Bu gerçekten önemli. Zira bağımsız ve tarafsız bir yargı yoksa, hukuk yoktur, zulüm vardır.

Türkiye’de özellikle son 5 yıldır yaşanan dramların temelinde, bağımsız ve tarafsız bir yargının olmaması yatıyor.

Kapısında ‘mahkeme salonu’ yazan yerler, üzerlerinde ‘adliye sarayı’ yazan binalar var, ama ne gerçek anlamda bir mahkeme ne de adalet var.

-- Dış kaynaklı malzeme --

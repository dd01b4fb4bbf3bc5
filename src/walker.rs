//! Concurrent tree traversal.
//!
//! Each directory is handled by one task: it spawns a scoped thread per
//! non-ignored subdirectory, sorts its own files sequentially, joins all
//! children, and finally removes itself if it ended up empty. The shared
//! `SortContext` carries the immutable configuration and the synchronized
//! report every task appends to.

use crate::file_category::{Category, ExtensionTable};
use crate::file_processor::{SortError, SortResult, process_file};
use crate::report::SortReport;
use crate::transliterate::Transliterator;
use indicatif::ProgressBar;
use std::collections::HashSet;
use std::fs;
use std::io::ErrorKind;
use std::path::{Path, PathBuf};
use std::sync::{Mutex, PoisonError};
use std::thread;

/// Shared state for one sort run, passed by reference into every task.
///
/// Configuration (extension table, transliteration table, ignored folders)
/// is read-only during the walk; the report sits behind a mutex.
pub struct SortContext {
    base: PathBuf,
    table: ExtensionTable,
    transliterator: Transliterator,
    ignored: HashSet<PathBuf>,
    report: Mutex<SortReport>,
    progress: ProgressBar,
}

impl SortContext {
    /// Creates a context rooted at `base` with no visible progress output.
    pub fn new(base: PathBuf, table: ExtensionTable, ignored: HashSet<PathBuf>) -> Self {
        Self {
            base,
            table,
            transliterator: Transliterator::new(),
            ignored,
            report: Mutex::new(SortReport::new()),
            progress: ProgressBar::hidden(),
        }
    }

    /// Attaches a progress bar ticked once per sorted file.
    pub fn with_progress(mut self, progress: ProgressBar) -> Self {
        self.progress = progress;
        self
    }

    /// The sort root containing the category folders.
    pub fn base(&self) -> &Path {
        &self.base
    }

    /// The extension table used for resolution.
    pub fn table(&self) -> &ExtensionTable {
        &self.table
    }

    /// The filename normalizer.
    pub fn transliterator(&self) -> &Transliterator {
        &self.transliterator
    }

    /// True for category destination folders, which are never walked.
    pub fn is_ignored(&self, path: &Path) -> bool {
        self.ignored.contains(path)
    }

    /// Runs `f` against the shared report. A poisoned lock still yields the
    /// report: a panicked writer only ever leaves it missing entries.
    pub fn with_report<F, R>(&self, f: F) -> R
    where
        F: FnOnce(&mut SortReport) -> R,
    {
        let mut report = self
            .report
            .lock()
            .unwrap_or_else(PoisonError::into_inner);
        f(&mut report)
    }

    /// Advances the progress bar by one sorted file.
    pub fn tick(&self) {
        self.progress.inc(1);
    }

    /// Finishes the progress bar and takes the accumulated report.
    pub fn into_report(self) -> SortReport {
        self.progress.finish_and_clear();
        self.report
            .into_inner()
            .unwrap_or_else(PoisonError::into_inner)
    }
}

/// Pre-creates the category destination folders under the root and returns
/// them as the ignored-folder set for the walk.
///
/// Idempotent: folders that already exist are kept as-is. Must complete
/// before `walk` starts so already-sorted files are never revisited.
pub fn create_category_folders(root: &Path) -> SortResult<HashSet<PathBuf>> {
    let mut ignored = HashSet::new();
    for category in Category::ALL {
        let folder = root.join(category.dir_name());
        match fs::create_dir(&folder) {
            Ok(()) => {}
            // A pre-existing folder is fine; a file squatting on the name
            // is not.
            Err(e) if e.kind() == ErrorKind::AlreadyExists && folder.is_dir() => {}
            Err(e) => {
                return Err(SortError::DirectoryCreationFailed {
                    path: folder,
                    source: e,
                });
            }
        }
        ignored.insert(folder);
    }
    Ok(ignored)
}

/// Lists a directory's immediate children, split into subdirectories and
/// regular files. Entries that vanish mid-listing are skipped.
fn partition_children(dir: &Path) -> SortResult<(Vec<PathBuf>, Vec<PathBuf>)> {
    let entries = fs::read_dir(dir).map_err(|e| SortError::DirectoryReadFailed {
        path: dir.to_path_buf(),
        source: e,
    })?;

    let mut subdirs = Vec::new();
    let mut files = Vec::new();
    for entry in entries.flatten() {
        if let Ok(file_type) = entry.file_type() {
            if file_type.is_dir() {
                subdirs.push(entry.path());
            } else if file_type.is_file() {
                files.push(entry.path());
            }
        }
    }
    Ok((subdirs, files))
}

/// Recursively sorts a directory tree.
///
/// Spawns one scoped thread per non-ignored subdirectory, processes the
/// directory's own files on the calling thread, and joins every child
/// before returning. The first error (local or from a child) wins; children
/// are always joined regardless. After all descendant work settles, the
/// directory is removed if it is empty; that cleanup is best-effort and
/// failure to remove is ignored.
pub fn walk(ctx: &SortContext, dir: &Path) -> SortResult<()> {
    let (subdirs, files) = partition_children(dir)?;

    let result = thread::scope(|scope| {
        let mut handles = Vec::new();
        for subdir in &subdirs {
            if ctx.is_ignored(subdir) {
                continue;
            }
            handles.push(scope.spawn(move || walk(ctx, subdir)));
        }

        let mut outcome = Ok(());
        for file in &files {
            if outcome.is_ok() {
                outcome = process_file(ctx, file);
            }
        }

        for handle in handles {
            let child = handle.join().unwrap_or_else(|_| {
                Err(SortError::WalkerPanicked {
                    path: dir.to_path_buf(),
                })
            });
            if outcome.is_ok() {
                outcome = child;
            }
        }
        outcome
    });
    result?;

    // Best-effort cleanup of emptied directories.
    if let Ok(mut entries) = fs::read_dir(dir)
        && entries.next().is_none()
    {
        let _ = fs::remove_dir(dir);
    }

    Ok(())
}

Kanguru mahkemeleri dönemini yaşıyoruz.

Kanguru mahkemeleri tabiri, hukuk kurallarını umursamayan, yargılama usullerini uygulamayan, önyargılı kararlar veren mahkemeler için özellikle Avrupa ve Amerika’da yaygın olarak kullanılır.

Kangaroo Court isimli İngilizce bir şarkı bile var.

Bu mahkemelerin hakimleri için yargılama etiğinin, adaletin önemi yoktur.

Bir kanguru gibi, bazı kuralların üzerlerinden atlarlar, doğrudan ulaşmak istedikleri sonuca ulaşırlar.

Örneğin, delillerin yasal usule uygun toplanıp toplanmadığı, hatta bir delil bulunup bulunmadığı önemli olmayabilir bu mahkemeler için.

Çoğu zaman karşılarında bir sanık değil, adeta bir düşman vardır.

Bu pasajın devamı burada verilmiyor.